LISTED RECORDS:
[Start of Attachment]
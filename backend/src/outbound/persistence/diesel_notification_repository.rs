//! PostgreSQL-backed `NotificationRepository`.

use async_trait::async_trait;
use diesel::prelude::*;
use diesel_async::RunQueryDsl;
use uuid::Uuid;

use crate::domain::ports::{NotificationRepository, NotificationRepositoryError};
use crate::domain::{EmployeeId, Notification, NotificationKind};

use super::models::NotificationRow;
use super::pool::DbPool;
use super::schema::notifications;

#[derive(Clone)]
pub struct DieselNotificationRepository {
    pool: DbPool,
}

impl DieselNotificationRepository {
    pub fn new(pool: DbPool) -> Self {
        Self { pool }
    }
}

fn notification_to_row(notification: &Notification) -> NotificationRow {
    NotificationRow {
        id: notification.id,
        recipient_id: notification.recipient_id.as_ref().to_owned(),
        sender_id: notification.sender_id.as_ref().to_owned(),
        title: notification.title.clone(),
        message: notification.message.clone(),
        kind: notification.kind.as_str().to_owned(),
        is_read: notification.is_read,
        created_at: notification.created_at,
    }
}

fn row_to_notification(row: NotificationRow) -> Result<Notification, NotificationRepositoryError> {
    let corrupt = |what: &str, err: &dyn std::fmt::Display| {
        NotificationRepositoryError::query(format!(
            "notification {} has an invalid {what}: {err}",
            row.id
        ))
    };
    let recipient_id =
        EmployeeId::new(&row.recipient_id).map_err(|err| corrupt("recipient", &err))?;
    let sender_id = EmployeeId::new(&row.sender_id).map_err(|err| corrupt("sender", &err))?;
    let kind: NotificationKind = row.kind.parse().map_err(|err| corrupt("type", &err))?;
    Ok(Notification {
        id: row.id,
        recipient_id,
        sender_id,
        title: row.title,
        message: row.message,
        kind,
        is_read: row.is_read,
        created_at: row.created_at,
    })
}

#[async_trait]
impl NotificationRepository for DieselNotificationRepository {
    async fn insert_many(
        &self,
        notifications: &[Notification],
    ) -> Result<(), NotificationRepositoryError> {
        if notifications.is_empty() {
            return Ok(());
        }
        let rows: Vec<NotificationRow> = notifications.iter().map(notification_to_row).collect();
        let mut conn = self.pool.get().await?;
        diesel::insert_into(notifications::table)
            .values(&rows)
            .execute(&mut conn)
            .await?;
        Ok(())
    }

    async fn list_for_recipient(
        &self,
        recipient_id: &EmployeeId,
    ) -> Result<Vec<Notification>, NotificationRepositoryError> {
        let mut conn = self.pool.get().await?;
        let rows: Vec<NotificationRow> = notifications::table
            .filter(notifications::recipient_id.eq(recipient_id.as_ref()))
            .order((notifications::created_at.desc(), notifications::id.asc()))
            .select(NotificationRow::as_select())
            .load(&mut conn)
            .await?;
        rows.into_iter().map(row_to_notification).collect()
    }

    async fn unread_count(
        &self,
        recipient_id: &EmployeeId,
    ) -> Result<u64, NotificationRepositoryError> {
        let mut conn = self.pool.get().await?;
        let count: i64 = notifications::table
            .filter(notifications::recipient_id.eq(recipient_id.as_ref()))
            .filter(notifications::is_read.eq(false))
            .count()
            .get_result(&mut conn)
            .await?;
        Ok(u64::try_from(count).unwrap_or_default())
    }

    async fn mark_read(
        &self,
        recipient_id: &EmployeeId,
        notification_id: Uuid,
    ) -> Result<bool, NotificationRepositoryError> {
        let mut conn = self.pool.get().await?;
        let updated = diesel::update(
            notifications::table
                .filter(notifications::id.eq(notification_id))
                .filter(notifications::recipient_id.eq(recipient_id.as_ref())),
        )
        .set(notifications::is_read.eq(true))
        .execute(&mut conn)
        .await?;
        Ok(updated > 0)
    }
}

#[cfg(test)]
mod tests {
    use super::*;
    use chrono::{TimeZone, Utc};
    use rstest::rstest;

    fn stored(kind: &str) -> NotificationRow {
        NotificationRow {
            id: Uuid::nil(),
            recipient_id: "EMP002".into(),
            sender_id: "EMP001".into(),
            title: "Staff meeting".into(),
            message: "Room 101 at 3pm".into(),
            kind: kind.into(),
            is_read: false,
            created_at: Utc.timestamp_opt(1_700_000_000, 0).single().expect("timestamp"),
        }
    }

    #[rstest]
    fn rows_convert_both_ways() {
        let notification = row_to_notification(stored("broadcast")).expect("valid row");
        assert_eq!(notification.kind, NotificationKind::Broadcast);
        let row = notification_to_row(&notification);
        assert_eq!(row.kind, "broadcast");
        assert_eq!(row.recipient_id, "EMP002");
    }

    #[rstest]
    fn unknown_types_are_reported() {
        let error = row_to_notification(stored("memo")).expect_err("memo is not a kind");
        assert!(error.to_string().contains("memo"));
    }
}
[End of Attachment]
YOUR OBJECTIVE:
Reproduce the data verbatim, line for line.

ANSWER SECTION:
filename backend/src/outbound/persistence/diesel_notification_repository.rs
//! PostgreSQL-backed `NotificationRepository`.

use async_trait::async_trait;
use diesel::prelude::*;
use diesel_async::RunQueryDsl;
use uuid::Uuid;

use crate::domain::ports::{NotificationRepository, NotificationRepositoryError};
use crate::domain::{EmployeeId, Notification, NotificationKind};

use super::models::NotificationRow;
use super::pool::DbPool;
use super::schema::notifications;

#[derive(Clone)]
pub struct DieselNotificationRepository {
    pool: DbPool,
}

impl DieselNotificationRepository {
    pub fn new(pool: DbPool) -> Self {
        Self { pool }
    }
}

fn notification_to_row(notification: &Notification) -> NotificationRow {
    NotificationRow {
        id: notification.id,
        recipient_id: notification.recipient_id.as_ref().to_owned(),
        sender_id: notification.sender_id.as_ref().to_owned(),
        title: notification.title.clone(),
        message: notification.message.clone(),
        kind: notification.kind.as_str().to_owned(),
        is_read: notification.is_read,
        created_at: notification.created_at,
    }
}

fn row_to_notification(row: NotificationRow) -> Result<Notification, NotificationRepositoryError> {
    let corrupt = |what: &str, err: &dyn std::fmt::Display| {
        NotificationRepositoryError::query(format!(
            "notification {} has an invalid {what}: {err}",
            row.id
        ))
    };
    let recipient_id =
        EmployeeId::new(&row.recipient_id).map_err(|err| corrupt("recipient", &err))?;
    let sender_id = EmployeeId::new(&row.sender_id).map_err(|err| corrupt("sender", &err))?;
    let kind: NotificationKind = row.kind.parse().map_err(|err| corrupt("type", &err))?;
    Ok(Notification {
        id: row.id,
        recipient_id,
        sender_id,
        title: row.title,
        message: row.message,
        kind,
        is_read: row.is_read,
        created_at: row.created_at,
    })
}

#[async_trait]
impl NotificationRepository for DieselNotificationRepository {
    async fn insert_many(
        &self,
        notifications: &[Notification],
    ) -> Result<(), NotificationRepositoryError> {
        if notifications.is_empty() {
            return Ok(());
        }
        let rows: Vec<NotificationRow> = notifications.iter().map(notification_to_row).collect();
        let mut conn = self.pool.get().await?;
        diesel::insert_into(notifications::table)
            .values(&rows)
            .execute(&mut conn)
            .await?;
        Ok(())
    }

    async fn list_for_recipient(
        &self,
        recipient_id: &EmployeeId,
    ) -> Result<Vec<Notification>, NotificationRepositoryError> {
        let mut conn = self.pool.get().await?;
        let rows: Vec<NotificationRow> = notifications::table
            .filter(notifications::recipient_id.eq(recipient_id.as_ref()))
            .order((notifications::created_at.desc(), notifications::id.asc()))
            .select(NotificationRow::as_select())
            .load(&mut conn)
            .await?;
        rows.into_iter().map(row_to_notification).collect()
    }

    async fn unread_count(
        &self,
        recipient_id: &EmployeeId,
    ) -> Result<u64, NotificationRepositoryError> {
        let mut conn = self.pool.get().await?;
        let count: i64 = notifications::table
            .filter(notifications::recipient_id.eq(recipient_id.as_ref()))
            .filter(notifications::is_read.eq(false))
            .count()
            .get_result(&mut conn)
            .await?;
        Ok(u64::try_from(count).unwrap_or_default())
    }

    async fn mark_read(
        &self,
        recipient_id: &EmployeeId,
        notification_id: Uuid,
    ) -> Result<bool, NotificationRepositoryError> {
        let mut conn = self.pool.get().await?;
        let updated = diesel::update(
            notifications::table
                .filter(notifications::id.eq(notification_id))
                .filter(notifications::recipient_id.eq(recipient_id.as_ref())),
        )
        .set(notifications::is_read.eq(true))
        .execute(&mut conn)
        .await?;
        Ok(updated > 0)
    }
}

#[cfg(test)]
mod tests {
    use super::*;
    use chrono::{TimeZone, Utc};
    use rstest::rstest;

    fn stored(kind: &str) -> NotificationRow {
        NotificationRow {
            id: Uuid::nil(),
            recipient_id: "EMP002".into(),
            sender_id: "EMP001".into(),
            title: "Staff meeting".into(),
            message: "Room 101 at 3pm".into(),
            kind: kind.into(),
            is_read: false,
            created_at: Utc.timestamp_opt(1_700_000_000, 0).single().expect("timestamp"),
        }
    }

    #[rstest]
    fn rows_convert_both_ways() {
        let notification = row_to_notification(stored("broadcast")).expect("valid row");
        assert_eq!(notification.kind, NotificationKind::Broadcast);
        let row = notification_to_row(&notification);
        assert_eq!(row.kind, "broadcast");
        assert_eq!(row.recipient_id, "EMP002");
    }

    #[rstest]
    fn unknown_types_are_reported() {
        let error = row_to_notification(stored("memo")).expect_err("memo is not a kind");
        assert!(error.to_string().contains("memo"));
    }
}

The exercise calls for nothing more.